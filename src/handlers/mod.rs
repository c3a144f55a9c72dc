//! HTTP handlers for user, role and privilege management.

pub mod user;
pub use user::*;
//! Config validation: identifiers, limits and URLs.

use crate::config::AppConfig;
use crate::error::ConfigError;
use regex::Regex;

/// Unquoted PostgreSQL identifier, at most 63 bytes.
const SCHEMA_PATTERN: &str = r"^[A-Za-z_][A-Za-z0-9_]{0,62}$";

pub fn validate(config: &AppConfig) -> Result<(), ConfigError> {
    let schema_re = Regex::new(SCHEMA_PATTERN).map_err(|e| ConfigError::InvalidValue {
        key: "USER_ADMIN_SCHEMA",
        reason: e.to_string(),
    })?;
    if !schema_re.is_match(&config.schema) {
        return Err(ConfigError::InvalidSchema(config.schema.clone()));
    }
    if config.max_connections == 0 {
        return Err(ConfigError::InvalidValue {
            key: "USER_ADMIN_MAX_CONNECTIONS",
            reason: "must be greater than zero".into(),
        });
    }
    if config.body_limit == 0 {
        return Err(ConfigError::InvalidValue {
            key: "USER_ADMIN_BODY_LIMIT",
            reason: "must be greater than zero".into(),
        });
    }
    for (key, url) in [
        ("USER_ADMIN_OPENAPI_DEV_URL", &config.openapi.dev_url),
        ("USER_ADMIN_OPENAPI_PROD_URL", &config.openapi.prod_url),
    ] {
        if let Some(url) = url {
            if !(url.starts_with("http://") || url.starts_with("https://")) {
                return Err(ConfigError::InvalidValue {
                    key,
                    reason: format!("'{}' is not an http(s) URL", url),
                });
            }
        }
    }
    Ok(())
}

#[cfg(test)]
mod tests {
    use super::*;
    use crate::config::{OpenApiServers, StorageKind};

    fn config() -> AppConfig {
        AppConfig {
            database_url: "postgres://localhost/user_admin".into(),
            schema: "public".into(),
            storage: StorageKind::Postgres,
            bind_addr: "127.0.0.1:0".into(),
            max_connections: 5,
            body_limit: 1024,
            openapi: OpenApiServers::default(),
        }
    }

    #[test]
    fn accepts_plain_identifiers() {
        for schema in ["public", "user_admin", "_private", "Admin2"] {
            let c = AppConfig {
                schema: schema.into(),
                ..config()
            };
            assert!(validate(&c).is_ok(), "{}", schema);
        }
    }

    #[test]
    fn rejects_schema_that_needs_quoting() {
        for schema in ["2fast", "user-admin", "a;drop", ""] {
            let c = AppConfig {
                schema: schema.into(),
                ..config()
            };
            assert!(matches!(validate(&c), Err(ConfigError::InvalidSchema(_))), "{}", schema);
        }
    }

    #[test]
    fn rejects_zero_pool_size() {
        let c = AppConfig {
            max_connections: 0,
            ..config()
        };
        assert!(matches!(validate(&c), Err(ConfigError::InvalidValue { .. })));
    }

    #[test]
    fn rejects_non_http_server_url() {
        let c = AppConfig {
            openapi: OpenApiServers {
                dev_url: Some("localhost:3000".into()),
                prod_url: None,
            },
            ..config()
        };
        assert!(matches!(
            validate(&c),
            Err(ConfigError::InvalidValue {
                key: "USER_ADMIN_OPENAPI_DEV_URL",
                ..
            })
        ));
    }
}
//! Generated OpenAPI document, served as JSON.

use crate::config::OpenApiServers;
use crate::handlers::user;
use crate::model::{Privilege, Role, User};
use crate::response::MetaCount;
use axum::{routing::get, Json, Router};
use std::sync::Arc;
use utoipa::openapi::server::{Server, ServerBuilder};
use utoipa::OpenApi;

pub const OPENAPI_PATH: &str = "/api-docs/openapi.json";

#[derive(OpenApi)]
#[openapi(
    info(
        title = "User Admin API",
        version = "1.0",
        description = "Endpoints to manage application users, roles and privileges",
        terms_of_service = "https://www.noubissie.com/terms",
        contact(name = "Donfack Pavel", email = "noubissiepavel@gmail.com", url = "http://www.noubissie.com"),
        license(name = "MIT", url = "https://choosealicense.com/licenses/mit/")
    ),
    paths(
        user::list_users,
        user::list_roles,
        user::list_privileges,
        user::create_user,
        user::create_role,
        user::create_privilege,
        user::get_user,
        user::update_user,
        user::delete_user,
    ),
    components(schemas(User, Role, Privilege, MetaCount)),
    tags((name = "App User", description = "Management of the application users"))
)]
pub struct ApiDoc;

/// The document with the configured dev and prod servers attached.
pub fn openapi(servers: &OpenApiServers) -> utoipa::openapi::OpenApi {
    let mut doc = ApiDoc::openapi();
    let list: Vec<Server> = [
        (&servers.dev_url, "Server URL in Development environment"),
        (&servers.prod_url, "Server URL in Production environment"),
    ]
    .into_iter()
    .filter_map(|(url, description)| {
        url.as_ref()
            .map(|u| ServerBuilder::new().url(u.clone()).description(Some(description)).build())
    })
    .collect();
    if !list.is_empty() {
        doc.servers = Some(list);
    }
    doc
}

pub fn docs_routes(servers: &OpenApiServers) -> Router {
    let doc = Arc::new(openapi(servers));
    Router::new().route(
        OPENAPI_PATH,
        get(move || {
            let doc = Arc::clone(&doc);
            async move { Json(doc.as_ref().clone()) }
        }),
    )
}

#[cfg(test)]
mod tests {
    use super::*;

    #[test]
    fn document_lists_every_user_route() {
        let doc = openapi(&OpenApiServers::default());
        let paths: Vec<&String> = doc.paths.paths.keys().collect();
        for p in ["/api/user", "/api/user/role", "/api/user/privilege", "/api/user/{id}"] {
            assert!(paths.iter().any(|k| k.as_str() == p), "missing {}", p);
        }
        assert!(doc.servers.is_none());
    }

    #[test]
    fn configured_servers_are_attached_in_order() {
        let doc = openapi(&OpenApiServers {
            dev_url: Some("http://localhost:3000".into()),
            prod_url: Some("https://api.example.com".into()),
        });
        let urls: Vec<String> = doc
            .servers
            .unwrap()
            .into_iter()
            .map(|s| s.url)
            .collect();
        assert_eq!(urls, vec!["http://localhost:3000", "https://api.example.com"]);
    }

    #[test]
    fn user_schema_uses_camel_case_fields() {
        let json = serde_json::to_value(ApiDoc::openapi()).unwrap();
        let props = &json["components"]["schemas"]["User"]["properties"];
        assert!(props.get("userName").is_some());
        assert!(props.get("createdDate").is_some());
    }

    #[test]
    fn info_carries_contact_terms_and_license() {
        let info = ApiDoc::openapi().info;
        assert_eq!(info.terms_of_service.as_deref(), Some("https://www.noubissie.com/terms"));
        let contact = info.contact.unwrap();
        assert_eq!(contact.name.as_deref(), Some("Donfack Pavel"));
        assert_eq!(contact.email.as_deref(), Some("noubissiepavel@gmail.com"));
        assert_eq!(contact.url.as_deref(), Some("http://www.noubissie.com"));
        assert_eq!(info.license.unwrap().name, "MIT");
    }
}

===

This exercise calls for an exact reproduction of the material.

filename src/handlers/mod.rs
repository c3a144f55a9c72dc
//! HTTP handlers for user, role and privilege management.

pub mod user;
pub use user::*;
//! Config validation: identifiers, limits and URLs.

use crate::config::AppConfig;
use crate::error::ConfigError;
use regex::Regex;

/// Unquoted PostgreSQL identifier, at most 63 bytes.
const SCHEMA_PATTERN: &str = r"^[A-Za-z_][A-Za-z0-9_]{0,62}$";

pub fn validate(config: &AppConfig) -> Result<(), ConfigError> {
    let schema_re = Regex::new(SCHEMA_PATTERN).map_err(|e| ConfigError::InvalidValue {
        key: "USER_ADMIN_SCHEMA",
        reason: e.to_string(),
    })?;
    if !schema_re.is_match(&config.schema) {
        return Err(ConfigError::InvalidSchema(config.schema.clone()));
    }
    if config.max_connections == 0 {
        return Err(ConfigError::InvalidValue {
            key: "USER_ADMIN_MAX_CONNECTIONS",
            reason: "must be greater than zero".into(),
        });
    }
    if config.body_limit == 0 {
        return Err(ConfigError::InvalidValue {
            key: "USER_ADMIN_BODY_LIMIT",
            reason: "must be greater than zero".into(),
        });
    }
    for (key, url) in [
        ("USER_ADMIN_OPENAPI_DEV_URL", &config.openapi.dev_url),
        ("USER_ADMIN_OPENAPI_PROD_URL", &config.openapi.prod_url),
    ] {
        if let Some(url) = url {
            if !(url.starts_with("http://") || url.starts_with("https://")) {
                return Err(ConfigError::InvalidValue {
                    key,
                    reason: format!("'{}' is not an http(s) URL", url),
                });
            }
        }
    }
    Ok(())
}

#[cfg(test)]
mod tests {
    use super::*;
    use crate::config::{OpenApiServers, StorageKind};

    fn config() -> AppConfig {
        AppConfig {
            database_url: "postgres://localhost/user_admin".into(),
            schema: "public".into(),
            storage: StorageKind::Postgres,
            bind_addr: "127.0.0.1:0".into(),
            max_connections: 5,
            body_limit: 1024,
            openapi: OpenApiServers::default(),
        }
    }

    #[test]
    fn accepts_plain_identifiers() {
        for schema in ["public", "user_admin", "_private", "Admin2"] {
            let c = AppConfig {
                schema: schema.into(),
                ..config()
            };
            assert!(validate(&c).is_ok(), "{}", schema);
        }
    }

    #[test]
    fn rejects_schema_that_needs_quoting() {
        for schema in ["2fast", "user-admin", "a;drop", ""] {
            let c = AppConfig {
                schema: schema.into(),
                ..config()
            };
            assert!(matches!(validate(&c), Err(ConfigError::InvalidSchema(_))), "{}", schema);
        }
    }

    #[test]
    fn rejects_zero_pool_size() {
        let c = AppConfig {
            max_connections: 0,
            ..config()
        };
        assert!(matches!(validate(&c), Err(ConfigError::InvalidValue { .. })));
    }

    #[test]
    fn rejects_non_http_server_url() {
        let c = AppConfig {
            openapi: OpenApiServers {
                dev_url: Some("localhost:3000".into()),
                prod_url: None,
            },
            ..config()
        };
        assert!(matches!(
            validate(&c),
            Err(ConfigError::InvalidValue {
                key: "USER_ADMIN_OPENAPI_DEV_URL",
                ..
            })
        ));
    }
}
//! Generated OpenAPI document, served as JSON.

use crate::config::OpenApiServers;
use crate::handlers::user;
use crate::model::{Privilege, Role, User};
use crate::response::MetaCount;
use axum::{routing::get, Json, Router};
use std::sync::Arc;
use utoipa::openapi::server::{Server, ServerBuilder};
use utoipa::OpenApi;

pub const OPENAPI_PATH: &str = "/api-docs/openapi.json";

#[derive(OpenApi)]
#[openapi(
    info(
        title = "User Admin API",
        version = "1.0",
        description = "Endpoints to manage application users, roles and privileges",
        terms_of_service = "https://www.noubissie.com/terms",
        contact(name = "Donfack Pavel", email = "noubissiepavel@gmail.com", url = "http://www.noubissie.com"),
        license(name = "MIT", url = "https://choosealicense.com/licenses/mit/")
    ),
    paths(
        user::list_users,
        user::list_roles,
        user::list_privileges,
        user::create_user,
        user::create_role,
        user::create_privilege,
        user::get_user,
        user::update_user,
        user::delete_user,
    ),
    components(schemas(User, Role, Privilege, MetaCount)),
    tags((name = "App User", description = "Management of the application users"))
)]
pub struct ApiDoc;

/// The document with the configured dev and prod servers attached.
pub fn openapi(servers: &OpenApiServers) -> utoipa::openapi::OpenApi {
    let mut doc = ApiDoc::openapi();
    let list: Vec<Server> = [
        (&servers.dev_url, "Server URL in Development environment"),
        (&servers.prod_url, "Server URL in Production environment"),
    ]
    .into_iter()
    .filter_map(|(url, description)| {
        url.as_ref()
            .map(|u| ServerBuilder::new().url(u.clone()).description(Some(description)).build())
    })
    .collect();
    if !list.is_empty() {
        doc.servers = Some(list);
    }
    doc
}

pub fn docs_routes(servers: &OpenApiServers) -> Router {
    let doc = Arc::new(openapi(servers));
    Router::new().route(
        OPENAPI_PATH,
        get(move || {
            let doc = Arc::clone(&doc);
            async move { Json(doc.as_ref().clone()) }
        }),
    )
}

#[cfg(test)]
mod tests {
    use super::*;

    #[test]
    fn document_lists_every_user_route() {
        let doc = openapi(&OpenApiServers::default());
        let paths: Vec<&String> = doc.paths.paths.keys().collect();
        for p in ["/api/user", "/api/user/role", "/api/user/privilege", "/api/user/{id}"] {
            assert!(paths.iter().any(|k| k.as_str() == p), "missing {}", p);
        }
        assert!(doc.servers.is_none());
    }

    #[test]
    fn configured_servers_are_attached_in_order() {
        let doc = openapi(&OpenApiServers {
            dev_url: Some("http://localhost:3000".into()),
            prod_url: Some("https://api.example.com".into()),
        });
        let urls: Vec<String> = doc
            .servers
            .unwrap()
            .into_iter()
            .map(|s| s.url)
            .collect();
        assert_eq!(urls, vec!["http://localhost:3000", "https://api.example.com"]);
    }

    #[test]
    fn user_schema_uses_camel_case_fields() {
        let json = serde_json::to_value(ApiDoc::openapi()).unwrap();
        let props = &json["components"]["schemas"]["User"]["properties"];
        assert!(props.get("userName").is_some());
        assert!(props.get("createdDate").is_some());
    }

    #[test]
    fn info_carries_contact_terms_and_license() {
        let info = ApiDoc::openapi().info;
        assert_eq!(info.terms_of_service.as_deref(), Some("https://www.noubissie.com/terms"));
        let contact = info.contact.unwrap();
        assert_eq!(contact.name.as_deref(), Some("Donfack Pavel"));
        assert_eq!(contact.email.as_deref(), Some("noubissiepavel@gmail.com"));
        assert_eq!(contact.url.as_deref(), Some("http://www.noubissie.com"));
        assert_eq!(info.license.unwrap().name, "MIT");
    }
}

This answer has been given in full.